Combining scheduling tags

When combining scheduling tags, if a role expresses a preferences for tag training for example, and a tool expresses a requirement for tag high-mem, the combined entity would share both preferences. This can be used to route certain roles or users to specific destinations for example.

However, if the tags are mutually exclusive, then an IncompatibleTagsException is raised. For example, if a role expresses a preference for training, but the tool rejects tag training, then the job can no longer be scheduled. If the tags are compatible, then the tag with the stronger claim takes effect. For example, if a tool requires high-mem and a user prefers high-mem, then the combined entity will require high-mem. An example of using this property would be to restrict the availability of dangerous tools only to trusted users.

Combining envs and params

In this case, these requirements are simply merged, with duplicate envs and params merged in the following order: Destination > User > Role > Tool.

3. Evaluate

This operation evaluates any python expressions in the combined entity. At this point, rules are also evaluated. After evaluation, expressions such as cores, mem, max_cores, min_gpus etc., will all have concrete values. During evaluation, the cores, mem and gpu values are clamped between min_cores, min_mem, min_gpus and max_cores, max_mem, max_gpus. Afterwards, these values can be compared with a destination’s values, as described in the match step next.

4. Match

The match operation is used to find matching destinations for the combined, evaluated entity. This step ensures that the destination has sufficient gpus, cores and mem to satisfy the entity’s request. The maximum size of a job that a destination can accept can be defined using the max_accepted_cores, max_accepted_mem and max_accepted_gpus fields. If these are not defined, a match is assumed. In addition, all destinations that do not have scheduling tags required by the entity are rejected, and all destinations that have scheduling tags rejected by the entity are also rejected. Preference and acceptance is not considered at this stage, simply compatibility with available destination based on the tag compatibility table documented later.

5. Rank

After the matching destinations are short listed, they are ranked using a pluggable rank function. The default rank function simply sorts the destinations by tags that have the most number of preferred tags, with a penalty if preferred tags are absent. However, this default rank function can be overridden per entity, allowing a custom rank function to be defined in python code, with arbitrary logic for picking the best match from the available candidate destinations.

Job Dispatch Process

When a typical job is dispatched, TPV follows the process below.
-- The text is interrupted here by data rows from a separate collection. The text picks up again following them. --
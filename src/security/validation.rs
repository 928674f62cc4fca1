//! Read-only query validation.
//!
//! A static gate in front of the database connection: it accepts read-only
//! analytical SQL (joins, CTEs, aggregates, unions, subqueries) and rejects
//! write statements and known injection idioms without parsing SQL.

use super::identifiers;
use super::injection::InjectionDetector;
use crate::constants::DEFAULT_MAX_QUERY_LENGTH;
use once_cell::sync::Lazy;
use regex::Regex;
use serde::{Deserialize, Serialize};
use thiserror::Error;
use tracing::debug;

/// Keywords that denote mutation or schema change.
pub const WRITE_KEYWORDS: &[&str] = &[
    "INSERT", "UPDATE", "DELETE", "DROP", "CREATE", "ALTER", "TRUNCATE", "REPLACE", "MERGE",
    "GRANT", "REVOKE", "EXEC", "EXECUTE", "CALL",
];

/// Read-oriented keywords expected in analytical queries.
///
/// Advisory only. Enforcing this as an allow-list would reject functions
/// and operators that are not enumerated here.
pub const ALLOWED_KEYWORDS: &[&str] = &[
    "SELECT", "FROM", "WHERE", "JOIN", "LEFT", "RIGHT", "INNER", "OUTER", "CROSS", "ON", "AND",
    "OR", "NOT", "IN", "BETWEEN", "LIKE", "IS", "NULL", "ORDER", "BY", "ASC", "DESC", "LIMIT",
    "OFFSET", "GROUP", "HAVING", "DISTINCT", "AS", "CASE", "WHEN", "THEN", "ELSE", "END", "CAST",
    "COALESCE", "COUNT", "SUM", "AVG", "MIN", "MAX", "ROUND", "UPPER", "LOWER", "SUBSTR",
    "LENGTH", "TRIM", "DATE", "YEAR", "MONTH", "DAY", "WITH", "UNION", "EXCEPT", "INTERSECT",
];

/// Leading statement kind: plain SELECT or a CTE.
static STATEMENT_KIND: Lazy<Regex> = Lazy::new(|| {
    Regex::new(r"(?i)^\s*(SELECT|WITH)\b")
        .unwrap_or_else(|e| panic!("Internal error: invalid statement pattern: {}", e))
});

/// Whole-word disjunction of [`WRITE_KEYWORDS`].
static WRITE_PATTERN: Lazy<Regex> = Lazy::new(|| {
    let pattern = format!(r"(?i)\b(?:{})\b", WRITE_KEYWORDS.join("|"));
    Regex::new(&pattern)
        .unwrap_or_else(|e| panic!("Internal error: invalid write keyword pattern: {}", e))
});

/// Why a query was refused.
///
/// The `Display` text is the reason string reported by [`SqlValidator::validate`].
#[derive(Debug, Clone, PartialEq, Eq, Error)]
pub enum Rejection {
    #[error("empty query")]
    Empty,

    #[error("query exceeds maximum length of {max_length} characters")]
    TooLong { max_length: usize },

    #[error("query must start with SELECT or WITH")]
    WrongLeadingKeyword,

    #[error("write operation detected: {keyword}")]
    WriteOperation { keyword: String },

    #[error("potential SQL injection pattern detected")]
    InjectionPattern,

    #[error("multiple statements not allowed")]
    MultipleStatements,

    #[error("semicolon only allowed at end of query")]
    MisplacedSemicolon,
}

impl Rejection {
    /// Short machine-readable category name.
    pub fn category(&self) -> &'static str {
        match self {
            Rejection::Empty => "empty_query",
            Rejection::TooLong { .. } => "length_exceeded",
            Rejection::WrongLeadingKeyword => "wrong_leading_keyword",
            Rejection::WriteOperation { .. } => "write_operation",
            Rejection::InjectionPattern => "injection_pattern",
            Rejection::MultipleStatements => "multiple_statements",
            Rejection::MisplacedSemicolon => "misplaced_semicolon",
        }
    }
}

/// Verdict of a validation: a flag plus a reason that is empty when valid.
#[derive(Debug, Clone, PartialEq, Eq, Serialize, Deserialize)]
pub struct ValidationResult {
    /// Whether the query may be executed
    pub is_valid: bool,
    /// Human-readable rejection reason, empty when valid
    pub reason: String,
}

impl ValidationResult {
    /// An accepting verdict.
    pub fn valid() -> Self {
        Self {
            is_valid: true,
            reason: String::new(),
        }
    }

    /// A rejecting verdict.
    pub fn rejected(rejection: &Rejection) -> Self {
        Self {
            is_valid: false,
            reason: rejection.to_string(),
        }
    }

    /// Split into the `(is_valid, reason)` pair.
    pub fn into_parts(self) -> (bool, String) {
        (self.is_valid, self.reason)
    }
}

impl From<Result<(), Rejection>> for ValidationResult {
    fn from(outcome: Result<(), Rejection>) -> Self {
        match outcome {
            Ok(()) => Self::valid(),
            Err(rejection) => Self::rejected(&rejection),
        }
    }
}

/// Read-only SQL validator.
///
/// Holds no mutable state; one instance can be shared across threads and
/// reused for the lifetime of the process.
#[derive(Debug, Clone)]
pub struct SqlValidator {
    max_query_length: usize,
    injection: InjectionDetector,
}

impl Default for SqlValidator {
    fn default() -> Self {
        Self::new(DEFAULT_MAX_QUERY_LENGTH)
    }
}

impl SqlValidator {
    /// Create a validator, compiling every pattern up front.
    pub fn new(max_query_length: usize) -> Self {
        Lazy::force(&STATEMENT_KIND);
        Lazy::force(&WRITE_PATTERN);

        Self {
            max_query_length,
            injection: InjectionDetector::new(),
        }
    }

    /// Maximum accepted query length in characters.
    pub fn max_query_length(&self) -> usize {
        self.max_query_length
    }

    /// Validate a query, reporting the verdict as data.
    ///
    /// Never panics and never errors: every outcome is a [`ValidationResult`].
    pub fn validate(&self, sql: &str) -> ValidationResult {
        self.check(sql).into()
    }

    /// Validate a query, returning the first failing check.
    ///
    /// Checks run in a fixed order and stop at the first failure:
    /// emptiness, length, leading keyword, write keywords, injection
    /// signatures, then semicolon placement.
    pub fn check(&self, sql: &str) -> Result<(), Rejection> {
        let normalized = sql.trim();
        if normalized.is_empty() {
            return Err(Rejection::Empty);
        }

        // Before any regex pass.
        if exceeds_length(sql, self.max_query_length) {
            debug!(max_length = self.max_query_length, "Rejected over-long query");
            return Err(Rejection::TooLong {
                max_length: self.max_query_length,
            });
        }

        if !STATEMENT_KIND.is_match(normalized) {
            debug!(
                query = %crate::truncate_for_log(normalized),
                "Rejected query with wrong leading keyword"
            );
            return Err(Rejection::WrongLeadingKeyword);
        }

        // Matches inside string literals too.
        if let Some(found) = WRITE_PATTERN.find(normalized) {
            debug!(keyword = found.as_str(), "Rejected write operation");
            return Err(Rejection::WriteOperation {
                keyword: found.as_str().to_string(),
            });
        }

        if let Some(signature) = self.injection.detect(normalized) {
            debug!(
                signature,
                query = %crate::truncate_for_log(normalized),
                "Rejected query matching injection signature"
            );
            return Err(Rejection::InjectionPattern);
        }

        match normalized.matches(';').count() {
            0 => {}
            1 if normalized.ends_with(';') => {}
            1 => return Err(Rejection::MisplacedSemicolon),
            _ => return Err(Rejection::MultipleStatements),
        }

        Ok(())
    }

    /// See [`identifiers::sanitize_identifier`].
    pub fn sanitize_identifier(&self, identifier: &str) -> String {
        identifiers::sanitize_identifier(identifier)
    }

    /// See [`identifiers::is_safe_identifier`].
    pub fn is_safe_identifier(&self, identifier: &str) -> bool {
        identifiers::is_safe_identifier(identifier)
    }
}

/// Character-length bound without counting short inputs.
fn exceeds_length(sql: &str, max_length: usize) -> bool {
    sql.len() > max_length && sql.chars().count() > max_length
}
../_images/job-dispatch-process.svg
  1. lookup - Looks up Tool, User and Role entity definitions that match the job.

  2. combine() - Combines entity requirements to create a merged entity.

  3. evaluate() - Evaluates expressions in combined entity.

  4. match() - Matches the combined entity requirements with a suitable destination.

  5. rank() - Rank the matching destinations using a pluggable rank function.

  6. choose - The entity is combined with the best matching destination and any expressions on the destination are evaluated, with the first non-failing match chosen (no rule failures).

Expressions

Most TPV properties can be expressed as Python expressions. The rule of thumb is that all string expressions are evaluated as python f-strings, and all integers or boolean expressions are evaluated as python code blocks. For example, cpu, cores and mem are evaluated as python code blocks, as they evaluate to integer/float values. However, env and params are evaluated as f-strings, as they result in string values. This is to improve the readability and syntactic simplicity of TPV config files.

At the point of evaluating these functions, there is an evaluation context, which is a default set of variables that are available to that expression. The following default variables are available to all expressions:

Default evaluation context

Variable

Description

app

the Galaxy App object

tool

the Galaxy tool object

user

the current Galaxy user object

job

the Galaxy job object

mapper

the TPV mapper object, which can be used to access parsed TPV configs

entity

the TPV entity being currently evaluated. Can be a combined entity.

self

an alias for the current TPV entity.

Custom evaluation contexts

These are user defined context values that can be defined globally, or locally at the level of each entity. Any defined context value is available as a regular variable at the time the entity is evaluated.

Special evaluation contexts

In addition to the defaults above, additional context variables are available at different steps.

gpu, core and mem expressions - these are evaluated in order, and thus can be referred to in that same order. For example, gpu expressions cannot refer to core and mem, as they have not been evaluated yet. cpu expressions can be based on gpu values. mem expressions can refer to both cores and gpus.

env and param expressions - env expressions can be based on gpu, cores or mem. param expressions can additional refer to evaluated env expressions.

rank functions - these can refer to all prior expressions, and are additional passed in a candidate_destinations array, which is a list of matching TPV destinations.

Properties that do not support expressions

Some properties do not support expressions. These are primarily:

  • max_accepted_cores, max_accepted_mem and max_accepted_gpus, which can only be defined on destinations. This is because when a combined entity is matched with a destination, concrete values are required.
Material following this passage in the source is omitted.